Guillermo del Toro explore le thème du fascisme dans sa version sombre du conte « Pinocchio » – .

Guillermo del Toro explore le thème du fascisme dans sa version sombre du conte « Pinocchio » – .
Guillermo del Toro explore le thème du fascisme dans sa version sombre du conte « Pinocchio » – .

Lorsque le réalisateur Guillermo del Toro s’est engagé il y a 15 ans pour réaliser une version sombre du célèbre conte “Pinocchio”, il a décidé de replacer les marionnettes et leur créateur dans l’univers fasciste des années 1930.

Les personnages du vieux sculpteur sur bois Geppetto et de sa marionnette exubérante au nez effilé, Pinocchio, tirés d’un roman italien de 1883 et popularisé par Disney, se retrouvent ainsi propulsés dans l’Italie mussolinienne du salut militaire, du strict conformisme et du machisme violent dans le film d’animation qui sortira sur Netflix le 9 décembre.

“Je voulais (tourner le film) à une époque où se comporter comme une marionnette était une bonne chose”, a déclaré Guillermo del Toro à l’AFP ce week-end sur le tapis rouge du festival American Film Institute de Los Angeles.

“Je voulais que Pinocchio désobéisse”, a ajouté le réalisateur mexicain. “Que (Pinocchio), qui est la seule marionnette, n’agisse pas comme une marionnette.”

“Je pensais que, étant donné le thème, c’était parfait.”

Si l’intrigue du fascisme semble particulièrement pertinente au regard de la politique mondiale actuelle, elle l’était tout autant lorsqu’il a conçu le projet il y a plusieurs années, a souligné Guillermo del Toro.
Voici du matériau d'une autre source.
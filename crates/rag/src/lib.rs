//! Hierarchical hybrid retrieval and authority-resolved fact extraction
//!
//! Features:
//! - Ordered-pattern query classification with synonym expansion
//! - Flat inner-product vector index with index-aligned metadata
//! - Scheme and (scheme, field) pre-filtering before vector search
//! - Hybrid scoring (vector + keyword + source authority + query-type boosts)
//! - Optional cross-encoder re-ranking with authority and recency multipliers
//! - Strict metric extraction with HIGH/MEDIUM/LOW confidence
//! - Cross-source conflict detection over the fact table
//! - LRU + TTL response cache and a query engine tying it together

pub mod cache;
pub mod classifier;
pub mod conflict;
pub mod embeddings;
pub mod engine;
pub mod extractor;
pub mod index;
pub mod manager;
pub mod reranker;
pub mod retriever;
pub mod store;

pub use cache::{CacheStats, ResponseCache};
pub use classifier::{
    classify, expand_query, expanded_keywords, identify_field, identify_scheme, keywords_for_type,
};
pub use conflict::ConflictDetector;
pub use embeddings::{build_embedder, EmbeddingConfig, HashEmbedder};
#[cfg(feature = "onnx")]
pub use embeddings::OnnxEmbedder;
pub use engine::{FactsheetEngine, MetricAnswer, QueryOutcome};
pub use extractor::{normalize_value, Confidence, ExtractedMetric, ExtractionMethod, MetricExtractor};
pub use index::FlatIndex;
pub use manager::{find_fund_manager, FundManager};
pub use reranker::{build_reranker, Reranker, RerankerConfig};
#[cfg(feature = "onnx")]
pub use reranker::OnnxCrossEncoder;
pub use retriever::{
    HierarchicalRetriever, RetrievalCandidate, RetrievalOptions, RetrievalPlan, RetrieverConfig,
};
pub use store::{
    enforce_fact_invariants, load_corpus, load_fact_table, read_chunks_jsonl, write_chunks_jsonl, write_fact_table,
    write_metadata, ChunkMetadata, CorpusStore,
};

use thiserror::Error;

/// RAG errors
#[derive(Error, Debug)]
pub enum RagError {
    #[error("Embedding error: {0}")]
    Embedding(String),

    #[error("Index error: {0}")]
    Index(String),

    #[error("Reranker error: {0}")]
    Reranker(String),

    #[error("Model error: {0}")]
    Model(String),

    #[error("Data integrity error: {0}")]
    DataIntegrity(String),

    #[error("Serialization error: {0}")]
    Serialization(String),

    #[error("IO error: {0}")]
    Io(#[from] std::io::Error),

    #[error(transparent)]
    Core(#[from] fundfacts_core::Error),
}

impl From<serde_json::Error> for RagError {
    fn from(err: serde_json::Error) -> Self {
        RagError::Serialization(err.to_string())
    }
}

impl From<csv::Error> for RagError {
    fn from(err: csv::Error) -> Self {
        RagError::Serialization(err.to_string())
    }
}

impl From<RagError> for fundfacts_core::Error {
    fn from(err: RagError) -> Self {
        use fundfacts_core::Error;

        match err {
            RagError::Embedding(msg) => Error::Embedding(msg),
            RagError::Index(msg) => Error::Retrieval(msg),
            RagError::Reranker(msg) => Error::Reranker(msg),
            RagError::Model(msg) => Error::DependencyUnavailable(msg),
            RagError::DataIntegrity(msg) | RagError::Serialization(msg) => Error::DataIntegrity(msg),
            RagError::Io(e) => Error::Io(e),
            RagError::Core(e) => e,
        }
    }
}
“Ça m’inquiète parce que c’est quelque chose vers quoi l’humanité semble revenir”, a poursuivi le cinéaste, qui a déjà traité du leitmotiv du fascisme dans ses précédentes oeuvres gothiques, “The Devil’s Backbone” (2001) et “Pan’s Labyrinth” (2006). ), situé dans l’Espagne de Franco.

Le fascisme est “toujours présent en arrière-plan, ou au premier plan”, selon M. del Toro.

– “Kaléidoscopique” –

Le réalisateur a tenté de vendre sa version de “Pinocchio” aux studios et producteurs hollywoodiens pendant des années avant que Netflix n’achète finalement les droits en 2018.

“Je me suis battu pour faire (ce film) pendant la moitié de ma carrière”, a-t-il déclaré.

Le long métrage d’animation en stop-motion a pris plus de 1 000 jours à tourner.

Le « stop-motion », connu pour sa difficulté, est l’une des techniques les plus anciennes du cinéma qui consiste à prendre des photos successives d’objets inanimés pour leur donner l’illusion du mouvement.

Pour Guillermo del Toro, l’utilisation d’images générées par ordinateur, comme on le voit dans les derniers remakes en direct des classiques de Disney, n’a jamais été une option.

“C’était très sensé à mon avis de mettre en scène une histoire de marionnette avec des marionnettes, et que les marionnettes pensent qu’elles ne sont pas des marionnettes”, a détaillé M. del Toro.

“C’est une sorte de très beau télescopage kaléidoscopique.”

– Héritage maternel –

Si le cinéaste oscarisé pour son film fantastique “La Forme de l’eau” en 2018 a toujours été passionné par l’animation, il s’agit de sa première réalisation de ce type.

« En Amérique du Nord, l’animation est un peu plus perçue comme un genre pour les enfants », note Guillermo del Toro.

“L’une des choses que je pense que tout le monde essaie de changer, pas seulement nous, c’est de dire” l’animation est un film, l’animation est un jeu d’acteur. , l’animation c’est de l’art +”, a-t-il insisté.

Le “stop-motion” permet “d’explorer des choses particulièrement touchantes et profondément spirituelles”, mais c’est une “technique qui est en voie de disparition tout le temps”, a relevé M. del Toro. “Il n’y a que des fanatiques fous à lier pour la maintenir en vie”.

Si “Pinocchio” parle de la relation entre père et fils, Guillermo del Toro a été fasciné par l’espiègle pantin de bois dans son enfance grâce à sa mère dont il était extrêmement proche.

“J’avais l’habitude de collectionner des objets liés à Pinocchio… ma mère et moi l’avons vu ensemble quand j’étais très jeune et elle a continué à me donner Pinocchio toute ma vie”, se souvient-il.

Sa mère est décédée le mois dernier, un jour avant la première internationale du film à Londres.